ReflectionData space optimization in java.lang.Class (JEP-149)
David Holmes
david.holmes at oracle.com
Fri Dec 14 04:59:49 UTC 2012
Hi Peter,
On 13/12/2012 10:27 PM, Peter Levart wrote:
> On 12/13/2012 11:46 AM, David Holmes wrote:
<snip>
>>> I also found code-paths that evaluated reflectionData() method more than
>>> once for each external call. It's the methods:
>>>
>>> private Field[] privateGetDeclaredFields(boolean publicOnly)
>>>
>>> and
>>>
>>> private Method[] privateGetDeclaredMethods(boolean publicOnly)
>>>
>>> which are called from:
>>>
>>> private Field[] privateGetPublicFields(Set<Class<?>>
>>> traversedInterfaces)
>>>
>>> and
>>>
>>> private Method[] privateGetPublicMethods()
>>>
>>> respectively. I therefore introduced overloaded variants of the former
>>> methods taking a ReflectionData parameter like the following:
>>>
>>> private Field[] privateGetDeclaredFields(boolean publicOnly) {
>>> return privateGetDeclaredFields(publicOnly, reflectionData());
>>> }
>>> // A variant called from methods that already obtained ReflectionData
>>> instance
>>> private Field[] privateGetDeclaredFields(boolean publicOnly,
>>> ReflectionData<T> rd) {
>>> ...
>>>
>>> the same for privateGetDeclaredMethods. This is not for performance
>>> reasons (though it might help) but for correctness. Each external call
>>> should be a separate "transaction" and should work on the same
>>> ReflectionData instance. The "transaction" is only guaranteed on the
>>> level of a particular java.lang.Class instance though. Some methods also
>>> invoke other Class instances (to gather inherited public methods /
>>> fields) and those invocations might be separate transactions in the face
>>> of concurrent class re-definitions. But we are not going to implement a
>>> database here, are we?
>>
>> Sorry I don't understand the problem you are seeing here. If we find a
>> cached public fields, for example, we will return it. Else we start
>> the process of calculating anew. If someone else manages to fill in
>> the cache then we will get it when we call privateGetDeclaredFields.

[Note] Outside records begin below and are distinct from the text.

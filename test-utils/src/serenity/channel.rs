//! Test factory for creating Serenity GuildChannel objects.

use serenity::all::GuildChannel;

/// Creates a test Serenity GuildChannel with customizable fields.
///
/// # Arguments
/// - `channel_id` - Discord channel ID (snowflake)
/// - `guild_id` - Discord guild ID the channel belongs to
/// - `name` - Channel name
/// - `kind` - Discord channel type code (0 = text, 2 = voice, 4 = category, ...)
///
/// # Panics
/// - If the JSON cannot be deserialized into a GuildChannel (indicates invalid test data)
pub fn create_test_channel(channel_id: u64, guild_id: u64, name: &str, kind: u8) -> GuildChannel {
    serde_json::from_value(serde_json::json!({
        "id": channel_id.to_string(),
        "guild_id": guild_id.to_string(),
        "type": kind,
        "name": name,
        "position": 0,
        "permission_overwrites": [],
        "nsfw": false,
        "parent_id": null,
        "topic": null,
        "last_message_id": null,
        "flags": 0,
    }))
    .expect("Failed to create test channel - invalid JSON structure")
}
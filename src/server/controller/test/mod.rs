use axum::{
    body::{to_bytes, Body},
    http::{Request, StatusCode},
    Router,
};
use sea_orm::DatabaseConnection;
use std::sync::Arc;
use test_utils::builder::TestBuilder;
use tower::ServiceExt;

use crate::server::{
    router::router,
    service::signature::{SignatureVerifier, SIGNATURE_HEADER, TIMESTAMP_HEADER},
    state::AppState,
    test::{
        fake::{FakeDiscordApi, FakeServerStore},
        signing::{public_key_hex, sign, signing_key},
    },
};


const TIMESTAMP: &str = "1700000000";

async fn test_db() -> DatabaseConnection {
    let test = TestBuilder::new().with_server_tables().build().await.unwrap();

    test.db.unwrap()
}

fn verifier() -> SignatureVerifier {
    SignatureVerifier::from_hex(&public_key_hex(&signing_key())).unwrap()
}

/// Router wired to the given fakes; the fakes are returned for assertions.
async fn app_with(
    servers: FakeServerStore,
    discord: FakeDiscordApi,
    verifier: SignatureVerifier,
) -> (Router, Arc<FakeServerStore>, Arc<FakeDiscordApi>) {
    let servers = Arc::new(servers);
    let discord = Arc::new(discord);

    let state = AppState::new(
        test_db().await,
        Arc::new(verifier),
        servers.clone(),
        discord.clone(),
    );

    (router().with_state(state), servers, discord)
}

fn signed_request(body: &str) -> Request<Body> {
    let signature = sign(&signing_key(), TIMESTAMP, body.as_bytes());

    Request::builder()
        .method("POST")
        .uri("/api/interactions")
        .header("content-type", "application/json")
        .header(SIGNATURE_HEADER, signature)
        .header(TIMESTAMP_HEADER, TIMESTAMP)
        .body(Body::from(body.to_string()))
        .unwrap()
}

fn get_request(uri: &str) -> Request<Body> {
    Request::builder()
        .method("GET")
        .uri(uri)
        .body(Body::empty())
        .unwrap()
}

async fn read_json(response: axum::response::Response) -> (StatusCode, serde_json::Value) {
    let status = response.status();
    let bytes = to_bytes(response.into_body(), usize::MAX).await.unwrap();

    (status, serde_json::from_slice(&bytes).unwrap())
}
//! Outbound Discord REST calls.
//!
//! Handlers depend on the `DiscordApi` trait so tests can substitute a fake; the
//! production implementation goes through Serenity's HTTP client.

use async_trait::async_trait;
use serenity::all::{ChannelId, GuildId};
use serenity::http::Http;
use std::{num::NonZeroU64, sync::Arc};

use crate::{
    model::command::CommandSpec,
    server::{
        error::discord::DiscordApiError,
        model::discord::{CreatedInvite, DiscordChannel, InviteParams},
    },
};

#[async_trait]
pub trait DiscordApi: Send + Sync {
    /// `GET /guilds/{guild_id}/channels`, in the order Discord returns them.
    async fn list_guild_channels(&self, guild_id: &str)
        -> Result<Vec<DiscordChannel>, DiscordApiError>;

    /// `POST /channels/{channel_id}/invites`.
    async fn create_invite(
        &self,
        channel_id: u64,
        params: &InviteParams,
    ) -> Result<CreatedInvite, DiscordApiError>;

    /// `PUT /applications/{application_id}/commands`, replacing the whole command set.
    ///
    /// Returns the number of commands Discord now has registered.
    async fn overwrite_global_commands(
        &self,
        commands: &[CommandSpec],
    ) -> Result<usize, DiscordApiError>;
}

/// Discord REST client backed by Serenity.
///
/// Holds no HTTP client when the bot token is missing, in which case every call
/// fails fast with `DiscordApiError::MissingBotToken`.
pub struct SerenityDiscordClient {
    http: Option<Arc<Http>>,
}

impl SerenityDiscordClient {
    pub fn new(http: Option<Arc<Http>>) -> Self {
        Self { http }
    }

    fn http(&self) -> Result<&Http, DiscordApiError> {
        self.http.as_deref().ok_or_else(|| {
            tracing::warn!("Skipping Discord REST call, no bot token configured");
            DiscordApiError::MissingBotToken
        })
    }
}

#[async_trait]
impl DiscordApi for SerenityDiscordClient {
    async fn list_guild_channels(
        &self,
        guild_id: &str,
    ) -> Result<Vec<DiscordChannel>, DiscordApiError> {
        let http = self.http()?;
        let guild_id = GuildId::new(parse_snowflake(guild_id)?.get());

        let channels = http.get_channels(guild_id).await?;

        Ok(channels.iter().map(DiscordChannel::from_serenity).collect())
    }

    async fn create_invite(
        &self,
        channel_id: u64,
        params: &InviteParams,
    ) -> Result<CreatedInvite, DiscordApiError> {
        let http = self.http()?;
        let channel_id = NonZeroU64::new(channel_id)
            .map(|id| ChannelId::new(id.get()))
            .ok_or_else(|| DiscordApiError::InvalidSnowflake(channel_id.to_string()))?;

        let invite = http.create_invite(channel_id, params, None).await?;

        Ok(CreatedInvite { code: invite.code })
    }

    async fn overwrite_global_commands(
        &self,
        commands: &[CommandSpec],
    ) -> Result<usize, DiscordApiError> {
        let http = self.http()?;
        if http.application_id().is_none() {
            return Err(DiscordApiError::MissingApplicationId);
        }

        let registered = http.create_global_commands(&commands).await?;

        Ok(registered.len())
    }
}

/// Parses a snowflake transmitted as a string.
fn parse_snowflake(value: &str) -> Result<NonZeroU64, DiscordApiError> {
    value
        .trim()
        .parse::<NonZeroU64>()
        .map_err(|_| DiscordApiError::InvalidSnowflake(value.to_string()))
}
use entity::prelude::*;
use sea_orm::{sea_query::TableCreateStatement, EntityTrait, Schema};

use crate::{context::TestContext, error::TestError};

/// Builder for creating test contexts with customizable database schemas.
///
/// Provides a fluent interface for configuring test environments with in-memory SQLite
/// databases. Use the builder pattern to add entity tables, then call `build()` to
/// create the configured test context.
///
/// # Example
///
/// ```rust,ignore
/// use test_utils::builder::TestBuilder;
/// use entity::prelude::Server;
///
/// let test = TestBuilder::new()
///     .with_table(Server)
///     .build()
///     .await?;
/// ```
pub struct TestBuilder {
    /// CREATE TABLE statements executed in insertion order during `build()`.
    tables: Vec<TableCreateStatement>,
}

impl TestBuilder {
    /// Creates a new test builder with no tables configured.
    pub fn new() -> Self {
        Self { tables: Vec::new() }
    }

    /// Adds an entity table to the test database schema.
    ///
    /// Generates a CREATE TABLE statement from the provided SeaORM entity using SQLite
    /// backend syntax. The table will be created when `build()` is called.
    ///
    /// # Arguments
    /// - `entity` - SeaORM entity model implementing `EntityTrait` to create table for
    ///
    /// # Returns
    /// - `Self` - Builder instance for method chaining
    pub fn with_table<E: EntityTrait>(mut self, entity: E) -> Self {
        let schema = Schema::new(sea_orm::DbBackend::Sqlite);
        self.tables.push(schema.create_table_from_entity(entity));
        self
    }

    /// Adds the listing table used by the interaction handlers and the listing feed.
    pub fn with_server_tables(self) -> Self {
        self.with_table(Server)
    }

    /// Builds and initializes the test context with configured tables.
    ///
    /// # Returns
    /// - `Ok(TestContext)` - Fully initialized test context with database and tables ready
    /// - `Err(TestError::Database)`- Failed to connect to database or create tables
    pub async fn build(self) -> Result<TestContext, TestError> {
        let mut setup = TestContext::new();

        setup.with_tables(self.tables).await?;

        Ok(setup)
    }
}

impl Default for TestBuilder {
    fn default() -> Self {
        Self::new()
    }
}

>> The results are expected to be idempotent so I don't see what the
>> problem is.
>>
> It's true, yes. For the outside caller there is no observable
> difference. It can only happen that we retrieve declaredFields from a
> newer snapshot (say v.2) of ReflectionData and then compute publicFields
> and install them into an older ReflectionData instance v.1 which is
> already obsolete. But for the outside observer there's no difference.
> From performance standpoint, the additional call to reflectionData()
> that we save is on the slow-path so it's not worth it.
Okay - so I'll ignore this :)
> The split of reflectionData() into two methods does have an impact
> though. FWIW my micro-benchmark shows that without the split, only the
> following public method is observed to be faster then in the original
> JDK8 code:
>
> - getFields - 4x
>
> With the split of reflectionData() but without these unneeded overloaded
> privateGetDeclaredFields methods, the following methods are faster:
>
> - getMethods - 1.7x (1, 2 threads) ... 1x (4...32 threads)
> - getFields - 4x
> - getDeclaredConstructor - 6x ... 11x
> - getDeclaredMethod - 3x
>
> But for performance tests that you already initiated, it is important to
> note that original patch is good enough since it appears that no public
> method is any slower than in the original JDK8 code.
>
> Speaking of that, I don't know much about the constraints of the JIT
> compiler, but it seems from the results above, that it can in-line
> multiple levels of method calls and that the total size of the methods
> matter. If this is true then it might be possible to split several
> private methods in java.lang.Class into pairs of short fast-path and
> longer slow-path. Is this worth the maintenance cost?
Method size certainly does affect inlining. Generally however we would
only refactor this way if we find a bottleneck that needs to be broken -
splitting methods adds additional meta-data overhead etc.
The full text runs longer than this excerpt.